EXERCISE DETAILS →
Lines below that include the word "cannot" should each be copied.

EXERCISE DATA →

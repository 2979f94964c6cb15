//! Ledger network client
//!
//! The engine talks to the ledger through the `LedgerClient` trait. The
//! bundled `HttpLedgerClient` speaks a horizon-style HTTP API; tests script
//! the trait directly.

use std::time::Duration;

use async_trait::async_trait;
use reqwest::StatusCode;
use serde::Deserialize;
use thiserror::Error;

use crate::transaction::{Address, SignedTransaction};
use crate::Error;

/// Remote-owned snapshot of the fee-paying account.
///
/// The sequence number is consumed by each accepted submission, so this
/// snapshot must be refreshed immediately before every attempt and never
/// cached across attempts.
#[derive(Debug, Clone, Copy, PartialEq, Eq, Deserialize)]
pub struct AccountState {
    /// Current sequence number.
    pub sequence: u64,
    /// Native balance.
    pub balance: u64,
}

/// Transport-level client failure with no structured ledger response.
#[derive(Debug, Error)]
pub enum ClientError {
    /// The request did not complete within the client timeout
    #[error("request timed out")]
    Timeout,

    /// The endpoint signalled rate limiting
    #[error("rate limited by the ledger endpoint")]
    RateLimited,

    /// Connection or protocol failure
    #[error("transport failure: {0}")]
    Transport(String),

    /// The response body could not be parsed
    #[error("failed to parse response: {0}")]
    Parse(String),
}

// Translation boundary: a transport failure crossing out of the engine is
// always reclassified, never surfaced raw.
impl From<ClientError> for Error {
    fn from(error: ClientError) -> Self {
        Error::Transport(error.to_string())
    }
}

/// Structured rejection returned by the ledger for a submitted transaction.
#[derive(Debug, Clone, Deserialize)]
pub struct Rejection {
    /// Transaction-level result code.
    pub code: String,

    /// Per-operation result codes, when the ledger reports them.
    #[serde(default)]
    pub operation_codes: Vec<String>,
}

/// Outcome of one submission round trip.
#[derive(Debug, Clone)]
pub enum SubmitOutcome {
    /// The network accepted the transaction.
    Accepted {
        /// Confirmed transaction hash.
        hash: String,
    },

    /// The network rejected the transaction with a structured code.
    Rejected(Rejection),
}

/// Ledger network operations the engine depends on.
#[async_trait]
pub trait LedgerClient: Send + Sync {
    /// Load the current account state for `address`.
    async fn load_account(&self, address: &Address) -> Result<AccountState, ClientError>;

    /// Current network base fee, per operation.
    async fn base_fee(&self) -> Result<u64, ClientError>;

    /// Submit a signed transaction and wait for the ledger's verdict.
    async fn submit(&self, transaction: &SignedTransaction) -> Result<SubmitOutcome, ClientError>;

    /// Authoritative network wall-clock, epoch seconds.
    async fn network_time(&self) -> Result<u64, ClientError>;
}

/// HTTP implementation of [`LedgerClient`] for horizon-style endpoints.
pub struct HttpLedgerClient {
    client: reqwest::Client,
    base_url: String,
}

#[derive(Deserialize)]
struct FeeStats {
    base_fee: u64,
}

#[derive(Deserialize)]
struct NetworkInfo {
    unix_time: u64,
}

#[derive(Deserialize)]
struct SubmitAccepted {
    hash: String,
}

impl HttpLedgerClient {
    /// Create a client for the given base URL.
    ///
    /// Request timeouts are short so a slow endpoint cannot stall the race
    /// disproportionately.
    pub fn new(base_url: impl Into<String>) -> Result<Self, ClientError> {
        let client = reqwest::Client::builder()
            .timeout(Duration::from_secs(5))
            .connect_timeout(Duration::from_secs(2))
            .build()
            .map_err(|e| ClientError::Transport(e.to_string()))?;

        Ok(Self {
            client,
            base_url: base_url.into(),
        })
    }

    fn map_send_error(error: reqwest::Error) -> ClientError {
        if error.is_timeout() {
            ClientError::Timeout
        } else if error.is_connect() {
            ClientError::Transport(format!("cannot connect: {error}"))
        } else {
            ClientError::Transport(error.to_string())
        }
    }

    async fn get_json<T: serde::de::DeserializeOwned>(
        &self,
        path: &str,
    ) -> Result<T, ClientError> {
        let response = self
            .client
            .get(format!("{}{}", self.base_url, path))
            .send()
            .await
            .map_err(Self::map_send_error)?;

        if response.status() == StatusCode::TOO_MANY_REQUESTS {
            return Err(ClientError::RateLimited);
        }
        if !response.status().is_success() {
            return Err(ClientError::Transport(format!(
                "unexpected status {} for {path}",
                response.status()
            )));
        }

        response
            .json::<T>()
            .await
            .map_err(|e| ClientError::Parse(e.to_string()))
    }
}

#[async_trait]
impl LedgerClient for HttpLedgerClient {
    async fn load_account(&self, address: &Address) -> Result<AccountState, ClientError> {
        self.get_json(&format!("/accounts/{address}")).await
    }

    async fn base_fee(&self) -> Result<u64, ClientError> {
        let stats: FeeStats = self.get_json("/fee_stats").await?;
        Ok(stats.base_fee)
    }

    async fn submit(&self, transaction: &SignedTransaction) -> Result<SubmitOutcome, ClientError> {
        let response = self
            .client
            .post(format!("{}/transactions", self.base_url))
            .json(transaction)
            .send()
            .await
            .map_err(Self::map_send_error)?;

        match response.status() {
            StatusCode::TOO_MANY_REQUESTS => Err(ClientError::RateLimited),
            status if status.is_success() => {
                let accepted: SubmitAccepted = response
                    .json()
                    .await
                    .map_err(|e| ClientError::Parse(e.to_string()))?;
                Ok(SubmitOutcome::Accepted {
                    hash: accepted.hash,
                })
            }
            StatusCode::BAD_REQUEST => {
                let rejection: Rejection = response
                    .json()
                    .await
                    .map_err(|e| ClientError::Parse(e.to_string()))?;
                Ok(SubmitOutcome::Rejected(rejection))
            }
            status => Err(ClientError::Transport(format!(
                "unexpected status {status} from submission"
            ))),
        }
    }

    async fn network_time(&self) -> Result<u64, ClientError> {
        let info: NetworkInfo = self.get_json("/").await?;
        Ok(info.unix_time)
    }
}

#[cfg(test)]
pub(crate) mod testing {
    //! Scripted ledger used by the racer and coordinator tests.

    use std::sync::Mutex;

    use super::*;

    /// One scripted reply to `submit`, drained front to back. Once the
    /// script runs dry every further submission is accepted.
    #[derive(Debug, Clone, Copy)]
    pub enum Script {
        Accept,
        Reject(&'static str),
        TransportFail,
    }

    pub struct ScriptedLedger {
        scripts: Mutex<Vec<Script>>,
        sequence: Mutex<u64>,
        pub submitted: Mutex<Vec<SignedTransaction>>,
        pub network_time: u64,
        pub base_fee: u64,
        pub fail_time_probe: bool,
    }

    impl ScriptedLedger {
        pub fn new(network_time: u64, scripts: Vec<Script>) -> Self {
            Self {
                scripts: Mutex::new(scripts),
                sequence: Mutex::new(100),
                submitted: Mutex::new(Vec::new()),
                network_time,
                base_fee: 100,
                fail_time_probe: false,
            }
        }

        pub fn submitted_count(&self) -> usize {
            self.submitted.lock().unwrap().len()
        }
    }

    #[async_trait]
    impl LedgerClient for ScriptedLedger {
        async fn load_account(&self, _address: &Address) -> Result<AccountState, ClientError> {
            // The remote sequence advances between attempts, as it would
            // while competitors race for the same account window.
            let mut sequence = self.sequence.lock().unwrap();
            *sequence += 1;
            Ok(AccountState {
                sequence: *sequence,
                balance: 1_000_000,
            })
        }

        async fn base_fee(&self) -> Result<u64, ClientError> {
            Ok(self.base_fee)
        }

        async fn submit(
            &self,
            transaction: &SignedTransaction,
        ) -> Result<SubmitOutcome, ClientError> {
            self.submitted.lock().unwrap().push(transaction.clone());

            let script = {
                let mut scripts = self.scripts.lock().unwrap();
                if scripts.is_empty() {
                    Script::Accept
                } else {
                    scripts.remove(0)
                }
            };

            match script {
                Script::Accept => Ok(SubmitOutcome::Accepted {
                    hash: transaction
                        .hash()
                        .map_err(|e| ClientError::Parse(e.to_string()))?,
                }),
                Script::Reject(code) => Ok(SubmitOutcome::Rejected(Rejection {
                    code: code.to_string(),
                    operation_codes: Vec::new(),
                })),
                Script::TransportFail => Err(ClientError::Timeout),
            }
        }

        async fn network_time(&self) -> Result<u64, ClientError> {
            if self.fail_time_probe {
                return Err(ClientError::Timeout);
            }
            Ok(self.network_time)
        }
    }
}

SOLUTION BELOW →
    /// Request timeouts are short so a slow endpoint cannot stall the race
            ClientError::Transport(format!("cannot connect: {error}"))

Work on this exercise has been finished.